■ TASK STATEMENT
All lines in the records that carry the string "UserService" are to be shown.
--
use axum::Router;
use domain_users::{UserService, handlers};

pub fn router(state: &crate::state::AppState) -> Router {
    let service = UserService::new(state.users.clone());
    handlers::router(service)
}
--
■ COMPLETED EXERCISE
use domain_users::{UserService, handlers};
    let service = UserService::new(state.users.clone());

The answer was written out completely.